Dio ci fa nascere e poi ci fa morire? Ma cos’è, un crudele gioco di prestigio?

Se l’Assoluto, l’Origine, è al di là tanto della vita quanto della morte, allora questo stupido gioco in cui le cose prima appaiono e poi scompaiono è il prodotto di una mente che ha perso di vista la realtà - o immagina o sogna.

Svegliamoci, e usciamo dal sogno della vita-morte. Non è reale.

venerdì 19 marzo 2021

La grande inciviltà cattolica

 

Finalmente un paese cattolico come la Spagna approva l’eutanasia: chi soffre di una malattia che risulta incurabile e che provoca sofferenze intollerabili può chiedere il suicidio assistito. Da noi, invece, ci si può buttare solo dalla finestra o spararsi un colpo in testa.

Da noi la politica non arriva nemmeno a discutere la legge, perché l’Italia è un paese assoggettato alla Chiesa cattolica, un paese che ha rinunciato alla propria autonomia in campo etico e lascia campo libero alla grande inciviltà cattolica.

I cattolici amano tanto la sofferenza. Poiché il loro Dio è morto torturato, vogliono che tutti vengano torturati prima di morire. E, a questo scopo, hanno inventato l’idea che la sofferenza aiuti a redimere. Ma di sofferenze ce ne sono tante in vari momenti della vita e particolarmente alla fine dell’esistenza. E nessuno migliora per questo.
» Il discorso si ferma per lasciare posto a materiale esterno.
use alloc::format;
use alloc::string::String;
use alloc::vec::Vec;

use crate::hand::HandStatus;
use crate::options::{GameOptions, RoundingMode};
use crate::result::{HandOutcome, HandResult, RoundResult};

use super::Phase;
use super::table::Table;

#[cfg(feature = "std")]
pub(super) fn round_amount(amount: f64, mode: RoundingMode) -> usize {
    match mode {
        RoundingMode::Up => amount.ceil() as usize,
        RoundingMode::Down => amount.floor() as usize,
        RoundingMode::Nearest => amount.round() as usize,
    }
}

#[cfg(all(not(feature = "std"), feature = "alloc"))]
pub(super) fn round_amount(amount: f64, mode: RoundingMode) -> usize {
    match mode {
        RoundingMode::Up => libm::ceil(amount) as usize,
        RoundingMode::Down => libm::floor(amount) as usize,
        RoundingMode::Nearest => libm::round(amount) as usize,
    }
}

fn settlement_message(result: &RoundResult) -> String {
    let mut message = match result.hands.as_slice() {
        [hand] => String::from(match hand.outcome {
            HandOutcome::Blackjack => "Blackjack! You win.",
            HandOutcome::Win if result.dealer_bust => "Dealer busts. You win!",
            HandOutcome::Win => "You win!",
            HandOutcome::Push if result.dealer_blackjack => "Push: both have blackjack.",
            HandOutcome::Push => "Push. Your bet is returned.",
            HandOutcome::Bust => "Bust! You lose.",
            HandOutcome::Surrendered => "Surrendered. Half your bet is returned.",
            HandOutcome::Lose => "You lose.",
        }),
        hands => {
            let count = |wanted: fn(HandOutcome) -> bool| {
                hands.iter().filter(|hand| wanted(hand.outcome)).count()
            };
            format!(
                "Round over: {} won, {} lost, {} pushed.",
                count(|o| matches!(o, HandOutcome::Win | HandOutcome::Blackjack)),
                count(HandOutcome::is_loss),
                count(|o| o == HandOutcome::Push),
            )
        }
    };

    message.push_str(&format!(" Dealer: {}.", result.dealer_value));
    if result.insurance_payout > 0 {
        message.push_str(" Insurance pays 2:1.");
    }
    message
}

impl Table {
    /// Reveals the hole card and draws to 17.
    ///
    /// With `stand_on_soft_17` off, the dealer also draws on soft 17. The
    /// dealer plays out even when every player hand is bust.
    pub(super) fn play_dealer(&mut self, options: &GameOptions) {
        self.enter(Phase::DealerTurn);
        let Some(round) = self.round.as_mut() else {
            return;
        };
        round.dealer.reveal_hole();

        loop {
            let value = round.dealer.value();
            let is_soft = round.dealer.is_soft();

            if value > 17 {
                break;
            }
            if value == 17 && (!is_soft || options.stand_on_soft_17) {
                break;
            }

            let card = self.shoe.draw();
            round.dealer.add_card(card);
            log::debug!("dealer draws {card}, now {}", round.dealer.value());
        }
    }

    /// Pays out every hand and the insurance side bet, records the stats and
    /// returns to betting.
    pub(super) fn settle(&mut self, options: &GameOptions) {
        self.enter(Phase::Settlement);
        let Some(mut round) = self.round.take() else {
            self.enter(Phase::Betting);
            return;
        };
        round.dealer.reveal_hole();

        let dealer_value = round.dealer.value();
        let dealer_bust = round.dealer.is_bust();
        let dealer_blackjack = round.dealer.is_blackjack();

        let mut hands = Vec::with_capacity(round.hands.len());
        let mut total_payout: usize = 0;
        let mut total_bet: usize = 0;

        for (hand_index, hand) in round.hands.iter().enumerate() {
            let bet = hand.bet();
            total_bet += bet;
            let player_value = hand.value();

            let (outcome, payout) = match hand.status() {
                // Half the bet was returned when surrendering
                HandStatus::Surrendered => (HandOutcome::Surrendered, 0),
                // The bet was forfeited on the busting draw
                HandStatus::Bust => (HandOutcome::Bust, 0),
                HandStatus::Blackjack => {
                    if dealer_blackjack {
                        (HandOutcome::Push, bet)
                    } else {
                        #[expect(
                            clippy::cast_precision_loss,
                            reason = "f64 has sufficient precision for monetary values"
                        )]
                        let winnings = round_amount(
                            (bet as f64) * options.blackjack_pays,
                            options.rounding_blackjack,
                        );
                        (HandOutcome::Blackjack, bet + winnings)
                    }
                }
                HandStatus::Stand | HandStatus::Active => {
                    if dealer_bust || player_value > dealer_value {
                        (HandOutcome::Win, bet * 2)
                    } else if player_value == dealer_value {
                        (HandOutcome::Push, bet)
                    } else {
                        (HandOutcome::Lose, 0)
                    }
                }
            };

            total_payout += payout;
            hands.push(HandResult {
                hand_index,
                cards: hand.cards().to_vec(),
                outcome,
                bet,
                payout,
                player_value,
                doubled: hand.is_doubled(),
            });
        }

        let insurance_bet = round.insurance.stake();
        let insurance_payout = if dealer_blackjack {
            // Stake back plus 2:1
            insurance_bet * 3
        } else {
            0
        };
        total_payout += insurance_payout;
        total_bet += insurance_bet;

        self.player.credit(total_payout);

        #[expect(clippy::cast_possible_wrap, reason = "chip amounts fit in isize")]
        let net = (total_payout + round.surrender_refund) as isize - total_bet as isize;

        let result = RoundResult {
            hands,
            dealer_cards: round.dealer.cards().to_vec(),
            dealer_value,
            dealer_bust,
            dealer_blackjack,
            insurance_bet,
            insurance_payout,
            surrender_refund: round.surrender_refund,
            total_payout,
            net,
        };

        log::info!(
            "round settled: dealer {dealer_value}, paid {total_payout}, net {net}, chips {}",
            self.player.chips()
        );
        self.player.record(&result);
        self.set_message(settlement_message(&result));
        self.last_result = Some(result);
        self.enter(Phase::Betting);
    }
}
La vita la si difende non facendo “vivere” qualche giorno di più i malati terminali e gli incurabili o impedendo perfino gli aborti terapeutici, ma togliendo le sofferenze inutili.

L’eutanasia non è una “resa alla morte” – come dice qualche prelato. È chi mette al mondo la vita che mette al mondo la morte. E la resa alla riproduzione senza limiti sta portando alla distruzione del pianeta. Perché è chiaro che molti problemi attuali – comprese le pandemie - nascono dalla sovrappopolazione, da chi non vuole porre il problema delle nascite.

giovedì 18 marzo 2021

Giudicare per condannare

 

“Chi sono io per giudicare?” aveva esordito il Papa argentino alla sua elezione riferendosi agli omosessuali. Ed ecco che ora si smaschera. Non solo giudica ma aggiunge che non si possono benedire le unioni gay.
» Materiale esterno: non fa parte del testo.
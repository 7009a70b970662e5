//! The player's chip balance and cumulative record.

use crate::result::{HandOutcome, RoundResult};

/// Cumulative results across rounds.
#[derive(Debug, Clone, Copy, PartialEq, Eq, Default)]
pub struct Stats {
    /// Hands won, blackjacks included.
    pub wins: u32,
    /// Hands lost, busts and surrenders included.
    pub losses: u32,
    /// Hands pushed.
    pub pushes: u32,
    /// Natural blackjacks paid.
    pub blackjacks: u32,
    /// Rounds settled.
    pub rounds: u32,
}

impl Stats {
    /// Folds a settled round into the record.
    pub fn record(&mut self, result: &RoundResult) {
        for hand in &result.hands {
            match hand.outcome {
                HandOutcome::Blackjack => {
                    self.wins += 1;
                    self.blackjacks += 1;
                }
                HandOutcome::Win => self.wins += 1,
                HandOutcome::Push => self.pushes += 1,
                HandOutcome::Lose | HandOutcome::Bust | HandOutcome::Surrendered => {
                    self.losses += 1;
                }
            }
        }
        self.rounds += 1;
    }
}

/// The seated player.
#[derive(Debug, Clone, PartialEq, Eq)]
pub struct Player {
    chips: usize,
    stats: Stats,
}

impl Player {
    /// Creates a player holding `chips`.
    #[must_use]
    pub const fn new(chips: usize) -> Self {
        Self {
            chips,
            stats: Stats {
                wins: 0,
                losses: 0,
                pushes: 0,
                blackjacks: 0,
                rounds: 0,
            },
        }
    }

    /// Returns the chip balance.
    #[must_use]
    pub const fn chips(&self) -> usize {
        self.chips
    }

    /// Returns the cumulative stats.
    #[must_use]
    pub const fn stats(&self) -> Stats {
        self.stats
    }

    /// Takes `amount` chips, or returns `false` and leaves the balance alone
    /// when the player cannot cover it.
    pub(crate) const fn withdraw(&mut self, amount: usize) -> bool {
        if self.chips < amount {
            return false;
        }
        self.chips -= amount;
        true
    }

    pub(crate) const fn credit(&mut self, amount: usize) {
        self.chips += amount;
    }

    pub(crate) fn record(&mut self, result: &RoundResult) {
        self.stats.record(result);
    }
}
Questi sono i metodi della Chiesa cattolica, nata proprio per discriminare e giudicare, come tutte le organizzazioni del genere delle varie religioni. Distinguere tra noi e gli altri, stabilire ciò che è permesso e ciò che è vietato e, naturalmente, imporre comandamenti e condannare.

Come se Dio fosse un giudice e loro fossero autorizzati a farne le veci (e scusate la modestia). È così che si acquisisce potere nelle coscienze umane. È così che nasce il Dio della Bibbia, che subito condanna la prima coppia, tanto per stabilire chi comanda.
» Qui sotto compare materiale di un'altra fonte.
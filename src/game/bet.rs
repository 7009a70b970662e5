use alloc::format;

use crate::error::{BetError, DealError, RefillError};
use crate::hand::{DealerHand, Hand, HandStatus};
use crate::options::GameOptions;

use super::table::{Round, Table};
use super::{Insurance, Phase};

impl Table {
    pub(super) fn place_bet(&mut self, amount: usize) -> Result<(), BetError> {
        if self.phase != Phase::Betting {
            return Err(BetError::InvalidState);
        }
        if amount == 0 {
            return Err(BetError::ZeroBet);
        }
        if amount > self.player.chips() {
            return Err(BetError::InsufficientFunds);
        }

        self.bet = amount;
        self.set_message(format!("Bet: {amount}. Start the round when ready."));
        Ok(())
    }

    pub(super) fn start_round(&mut self, options: &GameOptions) -> Result<(), DealError> {
        if self.phase != Phase::Betting {
            return Err(DealError::InvalidState);
        }

        let bet = self.bet;
        if bet == 0 {
            return Err(DealError::NoBet);
        }
        if !self.player.withdraw(bet) {
            return Err(DealError::InsufficientFunds);
        }

        if self.shoe.needs_reshuffle(options.penetration) {
            self.shoe.reshuffle();
            log::info!("shoe reshuffled");
        }
        self.last_result = None;

        let mut hand = Hand::new(bet);
        let mut dealer = DealerHand::new();
        hand.add_card(self.shoe.draw());
        dealer.add_card(self.shoe.draw());
        hand.add_card(self.shoe.draw());
        dealer.add_card(self.shoe.draw());

        let up_card = dealer.up_card().copied();
        log::debug!(
            "bet {bet} locked, dealt {:?} against up card {:?}",
            hand.cards(),
            up_card
        );

        let natural = hand.status() == HandStatus::Blackjack;
        let insurance = if options.insurance && !natural && up_card.is_some_and(|c| c.is_ace()) {
            Insurance::Offered
        } else {
            Insurance::Unavailable
        };

        self.round = Some(Round {
            hands: alloc::vec![hand],
            active: 0,
            dealer,
            insurance,
            bet,
            surrender_refund: 0,
        });
        self.enter(Phase::PlayerTurn);

        if natural {
            // Settling against the full dealer hand is the peek: only an ace
            // or ten-value up card can hide a dealer blackjack.
            log::debug!("player natural against up card {up_card:?}");
            self.settle(options);
            return Ok(());
        }

        if insurance == Insurance::Offered {
            self.set_message("Dealer shows an ace. Insurance?");
        } else {
            self.set_message("Hit or stand?");
        }
        Ok(())
    }

    pub(super) fn refill_chips(&mut self, options: &GameOptions) -> Result<usize, RefillError> {
        let chips = self.player.chips();
        if chips >= options.chip_cap {
            return Err(RefillError::AtCap(options.chip_cap));
        }

        let added = options.refill_amount.min(options.chip_cap - chips);
        self.player.credit(added);
        let chips = self.player.chips();
        log::debug!("refilled {added} chips, balance {chips}");
        self.set_message(format!("Chips refilled: {chips}."));
        Ok(chips)
    }
}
Ma Dio non giudica, Dio non è un curato di campagna. L’Assoluto non emette né giudizi né condanne. Non ha niente a che fare con i preti e con le religioni, con i premi e con i castighi.

Dio è al di là del bene e del male e non sa che farsene dei nostri giudizi. Dio comprende tutti, nel duplice senso di capirli e di vederli uniti.

D'altronde, qualcuno non aveva detto: "Non giudicate per non essere giudicati!"?

I piccoli individui riducono il Divino alla loro dimensione.

mercoledì 17 marzo 2021

Oltre la coscienza divisiva

 

Uno dei percorsi meditativi più comuni è chiedersi spesso: “Chi sono io?” rendendosi conto che ogni volta che rispondiamo non siamo soddisfatti. Infatti non siamo mai ciò che crediamo di essere. L’unica cosa certa è che abbiamo un certo corpo, una incerta personalità e una mobilissima mente. Ma chi siamo veramente non lo sappiamo. Siamo solo sicuri che tutto ciò non è permanente e finirà presto.

Siamo orgogliosi della nostra consapevolezza, però sappiamo che anche quella coscienza finirà con la nostra morte. Se perciò cerchiamo qualcosa di duraturo (non oso usare la parola “eterno”), dobbiamo andare al di là del corpo, della mente, dell’io e della stessa coscienza.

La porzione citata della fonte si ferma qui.